--- DATA PROVIDED ---

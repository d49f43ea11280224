//! Platform API interaction module
//!
//! # Module Structure
//!
//! - [`api`] - gateway API resource types and the verb set
//! - [`client`] - main client and the `apis` collection operations
//! - [`http`] - HTTP utilities for REST API calls
//! - [`qualified_name`] - `/namespace/package/entity` name parsing
//!
//! # Example
//!
//! ```ignore
//! use wsk_api::whisk::client::WhiskClient;
//!
//! async fn example(config: &ClientConfig) -> anyhow::Result<()> {
//!     let client = WhiskClient::new(config)?;
//!     let apis = client.apis().list(&Default::default()).await?;
//!     Ok(())
//! }
//! ```

pub mod api;
pub mod client;
pub mod http;
pub mod qualified_name;
//! Qualified entity names
//!
//! A qualified name is either `/namespace[/package]/entity` or a bare
//! `[package/]entity`, in which case the caller's namespace applies.

use thiserror::Error;

/// Largest number of `/`-separated segments in a fully qualified name,
/// counting the empty segment before the leading slash.
const MAX_QUALIFIED_SEGMENTS: usize = 4;

#[derive(Debug, Clone, PartialEq, Eq, Error)]
pub enum QualifiedNameError {
    #[error("a name must be specified")]
    EmptyName,

    #[error("'{0}' has too many name segments; expected [/namespace][/package]/entity")]
    TooManySegments(String),
}

#[derive(Debug, Clone, Default, PartialEq, Eq)]
pub struct QualifiedName {
    pub namespace: String,
    pub entity_name: String,
}

impl QualifiedName {
    pub fn parse(raw: &str, default_namespace: &str) -> Result<Self, QualifiedNameError> {
        if raw.is_empty() {
            return Err(QualifiedNameError::EmptyName);
        }

        let mut qualified = if let Some(rest) = raw.strip_prefix('/') {
            if raw.split('/').count() > MAX_QUALIFIED_SEGMENTS {
                return Err(QualifiedNameError::TooManySegments(raw.to_string()));
            }
            let (namespace, entity) = rest.split_once('/').unwrap_or((rest, ""));
            Self {
                namespace: namespace.to_string(),
                entity_name: entity.to_string(),
            }
        } else {
            if raw.matches('/').count() > 1 {
                return Err(QualifiedNameError::TooManySegments(raw.to_string()));
            }
            Self {
                namespace: default_namespace.to_string(),
                entity_name: raw.to_string(),
            }
        };

        // "pkg/", "/ns//act" and "///" do not name an entity
        if qualified.entity_name.split('/').any(str::is_empty) {
            qualified.entity_name.clear();
        }

        tracing::debug!(
            "Qualified name '{}': namespace='{}' entity='{}'",
            raw,
            qualified.namespace,
            qualified.entity_name
        );

        Ok(qualified)
    }
}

---

- _ACTION ITEM_:
State how many lines of the entries above include the word "derive", offering no text other than the number.

- _SOLUTION TO THE PROBLEM_:
2